▶ WORK INSTRUCTIONS
Return the following from the records below: each line, word for word, starting with the line that contains "What the last" and going on through the line that contains "value at the update radius", with nothing outside that range.
-------------------------
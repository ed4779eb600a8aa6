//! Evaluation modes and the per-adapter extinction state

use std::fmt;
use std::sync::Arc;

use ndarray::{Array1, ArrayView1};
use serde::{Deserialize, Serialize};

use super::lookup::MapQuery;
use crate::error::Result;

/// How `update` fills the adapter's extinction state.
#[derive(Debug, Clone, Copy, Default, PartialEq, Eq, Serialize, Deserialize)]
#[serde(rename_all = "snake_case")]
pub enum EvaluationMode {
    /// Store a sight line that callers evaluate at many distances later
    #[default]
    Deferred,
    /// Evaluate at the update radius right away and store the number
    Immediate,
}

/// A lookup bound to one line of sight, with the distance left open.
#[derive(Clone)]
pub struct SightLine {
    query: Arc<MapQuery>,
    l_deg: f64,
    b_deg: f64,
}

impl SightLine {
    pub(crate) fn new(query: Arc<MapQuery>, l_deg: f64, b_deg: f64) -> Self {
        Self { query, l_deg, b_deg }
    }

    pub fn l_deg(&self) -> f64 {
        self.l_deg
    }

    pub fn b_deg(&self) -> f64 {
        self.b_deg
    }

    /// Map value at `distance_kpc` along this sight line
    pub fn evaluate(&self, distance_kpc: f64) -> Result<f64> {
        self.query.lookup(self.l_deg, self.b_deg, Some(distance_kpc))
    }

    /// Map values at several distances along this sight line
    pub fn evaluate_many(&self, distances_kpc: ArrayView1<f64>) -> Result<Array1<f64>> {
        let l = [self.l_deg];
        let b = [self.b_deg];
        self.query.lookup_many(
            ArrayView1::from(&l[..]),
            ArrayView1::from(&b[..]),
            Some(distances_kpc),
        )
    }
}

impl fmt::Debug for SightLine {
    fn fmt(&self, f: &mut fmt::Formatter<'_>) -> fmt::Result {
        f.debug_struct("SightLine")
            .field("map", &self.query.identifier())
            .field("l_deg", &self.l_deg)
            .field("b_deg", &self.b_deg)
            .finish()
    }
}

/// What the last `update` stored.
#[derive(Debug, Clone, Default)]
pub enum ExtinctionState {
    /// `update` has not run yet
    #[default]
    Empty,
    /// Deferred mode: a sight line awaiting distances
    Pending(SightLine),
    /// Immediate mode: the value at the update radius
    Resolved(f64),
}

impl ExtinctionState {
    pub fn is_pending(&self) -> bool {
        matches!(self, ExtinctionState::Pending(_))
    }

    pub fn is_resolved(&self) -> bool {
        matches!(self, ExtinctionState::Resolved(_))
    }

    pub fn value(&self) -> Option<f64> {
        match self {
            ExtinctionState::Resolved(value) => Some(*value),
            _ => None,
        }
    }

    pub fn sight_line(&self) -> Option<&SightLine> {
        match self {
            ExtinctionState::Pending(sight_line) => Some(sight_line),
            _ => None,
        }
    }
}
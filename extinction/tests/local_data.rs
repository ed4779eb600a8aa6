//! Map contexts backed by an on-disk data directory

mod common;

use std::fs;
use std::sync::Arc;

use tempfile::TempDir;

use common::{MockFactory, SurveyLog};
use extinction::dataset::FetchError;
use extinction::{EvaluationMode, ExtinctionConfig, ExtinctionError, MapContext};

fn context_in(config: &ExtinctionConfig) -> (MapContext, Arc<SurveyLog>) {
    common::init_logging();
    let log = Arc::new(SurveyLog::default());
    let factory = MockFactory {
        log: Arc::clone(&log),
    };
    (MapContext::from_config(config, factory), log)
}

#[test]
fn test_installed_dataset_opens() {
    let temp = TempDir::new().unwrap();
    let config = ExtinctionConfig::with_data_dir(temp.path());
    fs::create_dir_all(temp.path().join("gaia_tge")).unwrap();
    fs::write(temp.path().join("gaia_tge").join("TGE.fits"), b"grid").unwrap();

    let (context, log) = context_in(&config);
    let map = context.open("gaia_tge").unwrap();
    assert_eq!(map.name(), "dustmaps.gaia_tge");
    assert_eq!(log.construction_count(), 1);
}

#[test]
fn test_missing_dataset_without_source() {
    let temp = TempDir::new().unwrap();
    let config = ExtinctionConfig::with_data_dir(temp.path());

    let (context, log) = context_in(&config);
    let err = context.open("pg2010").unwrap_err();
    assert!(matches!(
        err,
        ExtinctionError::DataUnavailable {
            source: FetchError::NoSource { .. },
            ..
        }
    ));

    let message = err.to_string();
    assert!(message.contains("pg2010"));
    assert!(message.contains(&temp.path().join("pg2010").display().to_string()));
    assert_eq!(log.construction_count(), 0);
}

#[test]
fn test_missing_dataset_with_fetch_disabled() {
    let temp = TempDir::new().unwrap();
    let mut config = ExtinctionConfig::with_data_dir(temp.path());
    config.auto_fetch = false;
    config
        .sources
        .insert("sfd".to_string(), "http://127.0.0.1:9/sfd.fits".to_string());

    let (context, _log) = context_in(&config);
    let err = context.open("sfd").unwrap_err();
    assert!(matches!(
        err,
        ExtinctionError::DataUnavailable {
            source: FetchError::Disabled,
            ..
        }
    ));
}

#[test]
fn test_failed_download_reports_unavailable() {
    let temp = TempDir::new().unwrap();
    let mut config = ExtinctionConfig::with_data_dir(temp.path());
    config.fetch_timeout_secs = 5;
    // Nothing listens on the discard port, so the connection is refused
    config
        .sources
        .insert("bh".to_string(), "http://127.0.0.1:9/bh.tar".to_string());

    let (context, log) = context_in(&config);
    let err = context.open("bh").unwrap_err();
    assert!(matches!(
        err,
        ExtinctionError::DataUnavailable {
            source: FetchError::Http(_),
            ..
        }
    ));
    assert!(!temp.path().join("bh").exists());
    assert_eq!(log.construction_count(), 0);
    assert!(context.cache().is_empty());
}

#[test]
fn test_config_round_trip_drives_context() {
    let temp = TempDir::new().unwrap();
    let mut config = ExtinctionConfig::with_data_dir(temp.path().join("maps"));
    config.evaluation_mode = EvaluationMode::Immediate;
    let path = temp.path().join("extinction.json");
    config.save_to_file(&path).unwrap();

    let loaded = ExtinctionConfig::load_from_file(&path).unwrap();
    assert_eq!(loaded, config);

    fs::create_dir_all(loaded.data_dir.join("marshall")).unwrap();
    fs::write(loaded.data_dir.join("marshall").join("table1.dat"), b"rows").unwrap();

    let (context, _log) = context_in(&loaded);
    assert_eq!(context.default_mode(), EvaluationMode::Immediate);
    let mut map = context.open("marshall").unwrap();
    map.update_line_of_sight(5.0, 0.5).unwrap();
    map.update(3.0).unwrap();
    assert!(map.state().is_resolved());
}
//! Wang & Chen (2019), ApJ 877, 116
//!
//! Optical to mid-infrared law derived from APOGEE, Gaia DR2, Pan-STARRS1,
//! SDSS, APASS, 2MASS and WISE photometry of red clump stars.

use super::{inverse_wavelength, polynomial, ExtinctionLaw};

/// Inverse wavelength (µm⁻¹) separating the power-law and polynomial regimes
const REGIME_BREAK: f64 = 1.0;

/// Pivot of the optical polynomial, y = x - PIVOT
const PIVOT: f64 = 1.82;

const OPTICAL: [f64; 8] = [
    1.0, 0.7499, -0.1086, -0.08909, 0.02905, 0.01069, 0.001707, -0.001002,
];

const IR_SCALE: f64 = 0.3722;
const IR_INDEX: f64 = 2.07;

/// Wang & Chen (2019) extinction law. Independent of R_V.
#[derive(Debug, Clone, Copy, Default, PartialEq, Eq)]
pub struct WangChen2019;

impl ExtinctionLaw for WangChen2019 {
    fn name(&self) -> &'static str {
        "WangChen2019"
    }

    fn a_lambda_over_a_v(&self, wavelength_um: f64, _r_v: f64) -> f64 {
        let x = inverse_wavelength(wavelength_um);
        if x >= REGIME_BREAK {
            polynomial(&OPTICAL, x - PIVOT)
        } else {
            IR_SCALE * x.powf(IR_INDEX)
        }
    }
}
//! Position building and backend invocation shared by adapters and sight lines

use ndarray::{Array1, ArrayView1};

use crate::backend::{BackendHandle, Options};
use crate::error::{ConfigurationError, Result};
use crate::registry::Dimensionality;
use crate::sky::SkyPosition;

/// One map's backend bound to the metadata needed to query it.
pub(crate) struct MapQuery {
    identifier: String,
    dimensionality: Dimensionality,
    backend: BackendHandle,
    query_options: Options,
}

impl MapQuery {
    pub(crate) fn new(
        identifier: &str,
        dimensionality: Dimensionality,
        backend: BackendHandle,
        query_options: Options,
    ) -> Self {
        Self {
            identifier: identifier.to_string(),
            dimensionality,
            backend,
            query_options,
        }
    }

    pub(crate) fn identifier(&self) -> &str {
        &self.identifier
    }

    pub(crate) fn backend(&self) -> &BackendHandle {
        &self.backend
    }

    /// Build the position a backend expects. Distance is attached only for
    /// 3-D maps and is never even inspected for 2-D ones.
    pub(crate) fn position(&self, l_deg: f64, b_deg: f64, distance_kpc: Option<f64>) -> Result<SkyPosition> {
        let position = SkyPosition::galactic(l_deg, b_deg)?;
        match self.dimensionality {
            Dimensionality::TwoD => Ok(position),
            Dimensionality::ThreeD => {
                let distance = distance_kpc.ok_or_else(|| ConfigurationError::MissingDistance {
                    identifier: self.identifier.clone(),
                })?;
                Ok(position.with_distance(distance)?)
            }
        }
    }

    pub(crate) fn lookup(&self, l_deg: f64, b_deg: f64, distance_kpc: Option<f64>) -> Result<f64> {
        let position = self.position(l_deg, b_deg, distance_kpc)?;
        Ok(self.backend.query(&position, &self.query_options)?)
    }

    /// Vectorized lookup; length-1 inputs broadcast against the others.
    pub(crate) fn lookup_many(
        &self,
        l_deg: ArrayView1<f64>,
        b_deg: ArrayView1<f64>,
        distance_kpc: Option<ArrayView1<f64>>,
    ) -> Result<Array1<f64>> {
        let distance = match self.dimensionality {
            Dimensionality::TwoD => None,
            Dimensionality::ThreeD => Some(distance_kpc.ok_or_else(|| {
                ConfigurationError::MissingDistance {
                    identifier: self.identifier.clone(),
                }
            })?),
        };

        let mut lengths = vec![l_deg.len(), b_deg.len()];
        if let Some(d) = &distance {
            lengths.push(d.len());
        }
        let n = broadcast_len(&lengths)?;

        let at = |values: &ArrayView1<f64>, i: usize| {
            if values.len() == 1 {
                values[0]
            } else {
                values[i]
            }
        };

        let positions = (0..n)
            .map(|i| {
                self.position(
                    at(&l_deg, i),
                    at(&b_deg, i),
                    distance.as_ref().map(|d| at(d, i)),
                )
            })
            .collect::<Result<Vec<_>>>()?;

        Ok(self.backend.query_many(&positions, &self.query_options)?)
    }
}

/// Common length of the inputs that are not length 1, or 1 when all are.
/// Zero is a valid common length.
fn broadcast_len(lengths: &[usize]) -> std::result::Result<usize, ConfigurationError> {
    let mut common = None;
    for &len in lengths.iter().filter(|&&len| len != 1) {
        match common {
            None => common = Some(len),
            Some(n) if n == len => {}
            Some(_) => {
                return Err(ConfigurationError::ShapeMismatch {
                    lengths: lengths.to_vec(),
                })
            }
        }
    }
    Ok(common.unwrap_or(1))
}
-------------------------
▶ TASK OUTPUT
/// What the last `update` stored.
#[derive(Debug, Clone, Default)]
pub enum ExtinctionState {
    /// `update` has not run yet
    #[default]
    Empty,
    /// Deferred mode: a sight line awaiting distances
    Pending(SightLine),
    /// Immediate mode: the value at the update radius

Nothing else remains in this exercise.